WHAT YOU NEED TO DO: Search the records for the word "Deep" and copy each line in which it appears.

DATA TO EXAMINE:

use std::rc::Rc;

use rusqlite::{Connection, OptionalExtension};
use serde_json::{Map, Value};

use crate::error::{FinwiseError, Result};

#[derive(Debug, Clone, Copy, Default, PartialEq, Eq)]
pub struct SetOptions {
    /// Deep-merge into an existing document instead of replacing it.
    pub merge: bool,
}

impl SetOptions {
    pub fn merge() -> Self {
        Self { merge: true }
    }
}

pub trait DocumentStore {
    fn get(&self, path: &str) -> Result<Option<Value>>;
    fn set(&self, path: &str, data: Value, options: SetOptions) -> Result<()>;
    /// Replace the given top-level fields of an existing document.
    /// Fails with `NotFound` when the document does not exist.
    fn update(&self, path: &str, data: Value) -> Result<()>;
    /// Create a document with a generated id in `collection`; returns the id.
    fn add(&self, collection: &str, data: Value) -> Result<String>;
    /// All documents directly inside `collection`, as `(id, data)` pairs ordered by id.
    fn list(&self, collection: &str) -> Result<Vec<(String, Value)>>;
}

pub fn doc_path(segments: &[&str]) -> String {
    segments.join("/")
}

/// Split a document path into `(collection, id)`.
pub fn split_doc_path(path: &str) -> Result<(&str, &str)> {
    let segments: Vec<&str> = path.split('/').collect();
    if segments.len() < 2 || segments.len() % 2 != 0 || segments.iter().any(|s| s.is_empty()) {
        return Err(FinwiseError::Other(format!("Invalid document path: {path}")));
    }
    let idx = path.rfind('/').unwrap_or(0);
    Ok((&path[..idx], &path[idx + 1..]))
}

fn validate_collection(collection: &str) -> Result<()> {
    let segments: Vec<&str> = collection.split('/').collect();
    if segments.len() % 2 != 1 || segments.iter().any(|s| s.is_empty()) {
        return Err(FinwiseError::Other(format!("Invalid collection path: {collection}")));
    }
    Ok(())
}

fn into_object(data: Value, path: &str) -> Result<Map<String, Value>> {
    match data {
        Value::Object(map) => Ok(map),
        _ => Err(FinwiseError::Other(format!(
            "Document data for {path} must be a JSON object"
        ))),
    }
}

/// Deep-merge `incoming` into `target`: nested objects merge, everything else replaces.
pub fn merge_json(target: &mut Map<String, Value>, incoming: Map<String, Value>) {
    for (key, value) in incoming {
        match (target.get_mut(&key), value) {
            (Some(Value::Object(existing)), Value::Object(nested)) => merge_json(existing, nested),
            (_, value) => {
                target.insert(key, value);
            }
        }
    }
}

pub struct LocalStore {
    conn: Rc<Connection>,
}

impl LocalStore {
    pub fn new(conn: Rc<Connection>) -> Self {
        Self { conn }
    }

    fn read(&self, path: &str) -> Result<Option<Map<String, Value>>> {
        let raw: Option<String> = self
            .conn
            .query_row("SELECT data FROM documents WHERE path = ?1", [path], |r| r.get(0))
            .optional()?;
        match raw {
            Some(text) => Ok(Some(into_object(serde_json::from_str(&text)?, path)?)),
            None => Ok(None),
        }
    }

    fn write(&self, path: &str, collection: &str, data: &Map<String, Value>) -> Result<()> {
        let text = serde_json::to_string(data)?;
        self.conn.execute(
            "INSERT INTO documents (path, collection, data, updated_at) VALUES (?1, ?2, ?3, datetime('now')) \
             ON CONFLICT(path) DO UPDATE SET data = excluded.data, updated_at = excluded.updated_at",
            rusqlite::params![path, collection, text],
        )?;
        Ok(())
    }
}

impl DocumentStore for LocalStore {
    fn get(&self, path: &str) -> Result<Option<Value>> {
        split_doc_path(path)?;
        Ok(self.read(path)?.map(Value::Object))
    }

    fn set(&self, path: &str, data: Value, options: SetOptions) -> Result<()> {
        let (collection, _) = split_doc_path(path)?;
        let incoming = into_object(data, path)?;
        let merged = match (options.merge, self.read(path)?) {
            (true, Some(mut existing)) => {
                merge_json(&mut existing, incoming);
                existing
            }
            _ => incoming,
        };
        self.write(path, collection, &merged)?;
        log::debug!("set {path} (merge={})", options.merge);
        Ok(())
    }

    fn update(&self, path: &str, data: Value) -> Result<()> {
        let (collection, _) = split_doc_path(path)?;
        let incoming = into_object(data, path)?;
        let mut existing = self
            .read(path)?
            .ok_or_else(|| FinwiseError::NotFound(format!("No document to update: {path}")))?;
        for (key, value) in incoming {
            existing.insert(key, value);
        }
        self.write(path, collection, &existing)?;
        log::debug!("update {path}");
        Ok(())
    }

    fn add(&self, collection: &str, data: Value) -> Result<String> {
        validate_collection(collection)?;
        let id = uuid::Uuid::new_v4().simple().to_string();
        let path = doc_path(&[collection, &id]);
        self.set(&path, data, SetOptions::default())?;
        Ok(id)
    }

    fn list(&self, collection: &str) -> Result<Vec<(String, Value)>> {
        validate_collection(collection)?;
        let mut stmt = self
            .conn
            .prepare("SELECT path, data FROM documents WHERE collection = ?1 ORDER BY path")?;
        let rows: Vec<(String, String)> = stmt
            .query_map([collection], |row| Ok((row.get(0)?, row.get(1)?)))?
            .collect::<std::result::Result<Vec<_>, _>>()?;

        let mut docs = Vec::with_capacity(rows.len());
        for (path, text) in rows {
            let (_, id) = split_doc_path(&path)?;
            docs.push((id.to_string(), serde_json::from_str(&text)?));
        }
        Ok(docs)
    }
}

WORKED SOLUTION:
    /// Deep-merge into an existing document instead of replacing it.
/// Deep-merge `incoming` into `target`: nested objects merge, everything else replaces.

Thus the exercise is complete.